Brief
Every line below that has "value" in it should be copied.

*** Opening of Working data ***

//! Frames-per-second meter that refreshes once per second.

use std::time::{Duration, Instant};

const WINDOW: Duration = Duration::from_secs(1);

/// Counts frames over rolling one-second windows.
///
/// The reported value only changes when a window closes; every `tick`
/// inside a window returns the figure computed for the previous one.
#[derive(Debug, Clone)]
pub struct FpsMeter {
    window_start: Instant,
    frame_count: u32,
    current_fps: u32,
}

impl Default for FpsMeter {
    fn default() -> Self {
        Self::new()
    }
}

impl FpsMeter {
    pub fn new() -> Self {
        Self::with_start(Instant::now())
    }

    /// Start the first window at `start`.
    pub fn with_start(start: Instant) -> Self {
        Self {
            window_start: start,
            frame_count: 0,
            current_fps: 0,
        }
    }

    /// Record one frame now and return the current FPS.
    pub fn tick(&mut self) -> u32 {
        self.tick_at(Instant::now())
    }

    /// Record one frame observed at `now` and return the current FPS.
    pub fn tick_at(&mut self, now: Instant) -> u32 {
        self.frame_count += 1;
        let elapsed = now.saturating_duration_since(self.window_start);
        if elapsed >= WINDOW {
            self.current_fps = (f64::from(self.frame_count) / elapsed.as_secs_f64()) as u32;
            self.frame_count = 0;
            self.window_start = now;
        }
        self.current_fps
    }

    /// Last reported value, without recording a frame.
    pub fn current(&self) -> u32 {
        self.current_fps
    }
}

*** Close of Working data ***

Your solution
/// The reported value only changes when a window closes; every `tick`
    /// Last reported value, without recording a frame.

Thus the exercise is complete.